The vast majority of people never reach this point. Roughly 80 to 95 percent of elbow tendonitis cases resolve without surgery, though “resolve” sometimes means accepting a longer timeline than you’d like.

How to Know You’re Actually Healed

Pain disappearing during everyday activities is the first milestone, but it’s not the finish line. True recovery means the tendon can handle the loads you need it to handle, whether that’s carrying groceries or swinging a racket.

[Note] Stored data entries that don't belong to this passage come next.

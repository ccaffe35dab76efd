//! `pharmacrm-core` — domain primitives shared by the session layer and the
//! directory service.
//!
//! This crate contains **pure domain** types (no IO, no async).

pub mod employee;
pub mod error;
pub mod feature;
pub mod id;

pub use employee::{Employee, Role};
pub use error::DomainError;
pub use feature::Feature;
pub use id::EmployeeId;
fn merge_table(
    table: &mut TableOutput,
    entry: &TableSchema,
    options: &Options,
    warnings: &mut Vec<AnalysisWarning>,
) {
    if entry.notes.is_some() {
        table.notes = entry.notes.clone();
    }
    table.deprecated |= entry.deprecated;
    for tag in &entry.tags {
        if !table.tags.contains(tag) {
            table.tags.push(tag.clone());
        }
    }
    table.no_initializer |= entry
        .tags
        .iter()
        .any(|t| t == crate::schema::model::TAG_NO_INITIALIZER);

    merge_field_list(&mut table.fields, &entry.fields, options);
    if options.delete_unknown {
        table
            .fields
            .retain(|f| !is_unknown(&f.types) || entry.fields.contains_key(&f.name));
    }
    merge_function_list(&mut table.methods, &entry.methods, options, warnings);
}

fn merge_function(
    function: &mut FunctionOutput,
    entry: &FunctionSchema,
    options: &Options,
    warnings: &mut Vec<AnalysisWarning>,
) {
    if entry.notes.is_some() {
        function.notes = entry.notes.clone();
    }
    function.deprecated |= entry.deprecated;
    for tag in &entry.tags {
        if !function.tags.contains(tag) {
            function.tags.push(tag.clone());
        }
    }
    function.overloads = entry.overloads.clone();

    if !entry.parameters.is_empty() && entry.parameters.len() != function.parameters.len() {
        warnings.push(AnalysisWarning::ArityMismatch {
            name: function.name.clone(),
            schema: entry.parameters.len(),
            analyzed: function.parameters.len(),
        });
    }
    for (parameter, schema) in function.parameters.iter_mut().zip(&entry.parameters) {
        if let Some(type_name) = &schema.type_name {
            if type_wins(&parameter.types, options) {
                parameter.types = split_types(type_name);
            }
        }
        parameter.nullable |= schema.nullable;
    }

    for (position, schema) in entry.returns.iter().enumerate() {
        if position >= function.returns.len() {
            function
                .returns
                .push(schema.type_name.as_deref().map(split_types).unwrap_or_default());
            continue;
        }
        if let Some(type_name) = &schema.type_name {
            if type_wins(&function.returns[position], options) {
                function.returns[position] = split_types(type_name);
            }
        }
        if schema.nullable && !function.returns[position].iter().any(|t| t == "nil") {
            function.returns[position].push("nil".to_string());
        }
    }
}
// src/schema/write.rs
//
// Serialize a finalized module as a schema file.

use std::fs;
use std::path::Path;

use indexmap::IndexMap;

use crate::errors::SchemaError;
use crate::schema::model::{
    join_types, ClassSchema, FieldSchema, FunctionSchema, LuaSchema, ParameterSchema,
    ReturnSchema, SchemaFile, TableSchema,
};
use crate::sema::{ClassOutput, FieldOutput, FunctionOutput, ModuleOutput, TableOutput};

/// Build the schema form of one finalized module.
pub fn schema_of(module: &ModuleOutput) -> SchemaFile {
    let mut lua = LuaSchema {
        tags: module.tags.clone(),
        prefix: module.prefix.clone(),
        aliases: module.aliases.clone(),
        ..LuaSchema::default()
    };

    for class in &module.classes {
        lua.classes
            .insert(class.name.clone(), class_schema(class));
    }
    for table in &module.tables {
        lua.tables.insert(table.name.clone(), table_schema(table));
    }
    for function in &module.functions {
        lua.functions.push(function_schema(function));
    }
    for field in &module.fields {
        lua.fields.insert(field.name.clone(), field_schema(field));
    }

    SchemaFile::new(lua)
}

/// Write one module's schema file under the output directory, mirroring
/// the module identifier as a path.
pub fn write_schema_file(dir: &Path, module: &ModuleOutput) -> Result<(), SchemaError> {
    let file = schema_of(module);
    let path = dir.join(format!("{}.json", module.identifier));
    if let Some(parent) = path.parent() {
        fs::create_dir_all(parent).map_err(|source| SchemaError::Io {
            path: parent.display().to_string(),
            source,
        })?;
    }
    let json = serde_json::to_string_pretty(&file).map_err(|err| SchemaError::Malformed {
        path: path.display().to_string(),
        message: err.to_string(),
    })?;
    fs::write(&path, json).map_err(|source| SchemaError::Io {
        path: path.display().to_string(),
        source,
    })
}

fn class_schema(class: &ClassOutput) -> ClassSchema {
    ClassSchema {
        extends: class.extends.clone(),
        notes: class.notes.clone(),
        deprecated: class.deprecated,
        is_local: class.is_local,
        constructors: class.constructors.iter().map(function_schema).collect(),
        fields: field_map(&class.fields),
        static_fields: field_map(&class.static_fields),
        methods: class.methods.iter().map(function_schema).collect(),
        static_methods: class.static_methods.iter().map(function_schema).collect(),
        overloads: class.overloads.clone(),
        operators: class.operators.clone(),
        tags: class.tags.clone(),
        ..ClassSchema::default()
    }
}

fn table_schema(table: &TableOutput) -> TableSchema {
    TableSchema {
        notes: table.notes.clone(),
        deprecated: table.deprecated,
        is_local: table.is_local,
        fields: field_map(&table.fields),
        methods: table.methods.iter().map(function_schema).collect(),
        tags: table.tags.clone(),
        ..TableSchema::default()
    }
}

fn function_schema(function: &FunctionOutput) -> FunctionSchema {
    FunctionSchema {
        name: function.name.clone(),
        parameters: function
            .parameters
            .iter()
            .map(|p| ParameterSchema {
                name: p.name.clone(),
                type_name: join_types(&p.types),
                nullable: p.nullable,
                notes: None,
            })
            .collect(),
        returns: function
            .returns
            .iter()
            .map(|types| {
                let nullable = types.iter().any(|t| t == "nil");
                let kept: Vec<String> =
                    types.iter().filter(|t| *t != "nil" || types.len() == 1).cloned().collect();
                ReturnSchema {
                    type_name: join_types(&kept),
                    nullable,
                }
            })
            .collect(),
        notes: function.notes.clone(),
        deprecated: function.deprecated,
        tags: function.tags.clone(),
        overloads: function.overloads.clone(),
        ..FunctionSchema::default()
    }
}

fn field_schema(field: &FieldOutput) -> FieldSchema {
    FieldSchema {
        type_name: join_types(&field.types),
        notes: field.notes.clone(),
        nullable: field.nullable,
        tags: field.tags.clone(),
        ..FieldSchema::default()
    }
}

fn field_map(fields: &[FieldOutput]) -> IndexMap<String, FieldSchema> {
    fields
        .iter()
        .map(|f| (f.name.clone(), field_schema(f)))
        .collect()
}

#[cfg(test)]
mod tests {
    use super::*;
    use crate::sema::ParameterOutput;

    #[test]
    fn module_output_serializes() {
        let module = ModuleOutput {
            identifier: "shared/Foo".to_string(),
            classes: vec![ClassOutput {
                name: "Foo".to_string(),
                extends: Some("Base".to_string()),
                constructors: vec![FunctionOutput {
                    name: "new".to_string(),
                    parameters: vec![ParameterOutput {
                        name: "x".to_string(),
                        types: vec!["number".to_string()],
                        nullable: false,
                    }],
                    returns: vec![vec!["Foo".to_string()]],
                    is_constructor: true,
                    ..FunctionOutput::default()
                }],
                ..ClassOutput::default()
            }],
            ..ModuleOutput::default()
        };
        let schema = schema_of(&module);
        assert_eq!(schema.version, "1.1");
        let class = &schema.languages.lua.classes["Foo"];
        assert_eq!(class.extends.as_deref(), Some("Base"));
        assert_eq!(class.constructors.len(), 1);
        assert_eq!(
            class.constructors[0].parameters[0].type_name.as_deref(),
            Some("number")
        );
    }

    #[test]
    fn nil_returns_become_nullable() {
        let function = FunctionOutput {
            name: "f".to_string(),
            returns: vec![vec!["number".to_string(), "nil".to_string()]],
            ..FunctionOutput::default()
        };
        let schema = function_schema(&function);
        assert!(schema.returns[0].nullable);
        assert_eq!(schema.returns[0].type_name.as_deref(), Some("number"));
    }

    #[test]
    fn write_creates_nested_path() {
        let dir = tempfile::tempdir().unwrap();
        let module = ModuleOutput {
            identifier: "client/ui/Widget".to_string(),
            ..ModuleOutput::default()
        };
        write_schema_file(dir.path(), &module).unwrap();
        assert!(dir.path().join("client/ui/Widget.json").is_file());
    }
}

Clinicians assess readiness to return to full activity by checking that grip strength matches your unaffected arm, measured with a handheld dynamometer. They also look for full, pain-free range of motion and your ability to tolerate progressively heavier resistance exercises without flare-ups. For athletes, additional provocation tests that simulate sport-specific elbow loading help confirm the tendon can withstand those forces.

A practical self-check: if you can perform the exact activity that originally caused your pain, at the same intensity, without symptoms during or the day after, you’re likely through the worst of it. If soreness creeps back within 24 hours, you’ve pushed past what the tendon can currently handle, and you need to scale back and give it more time.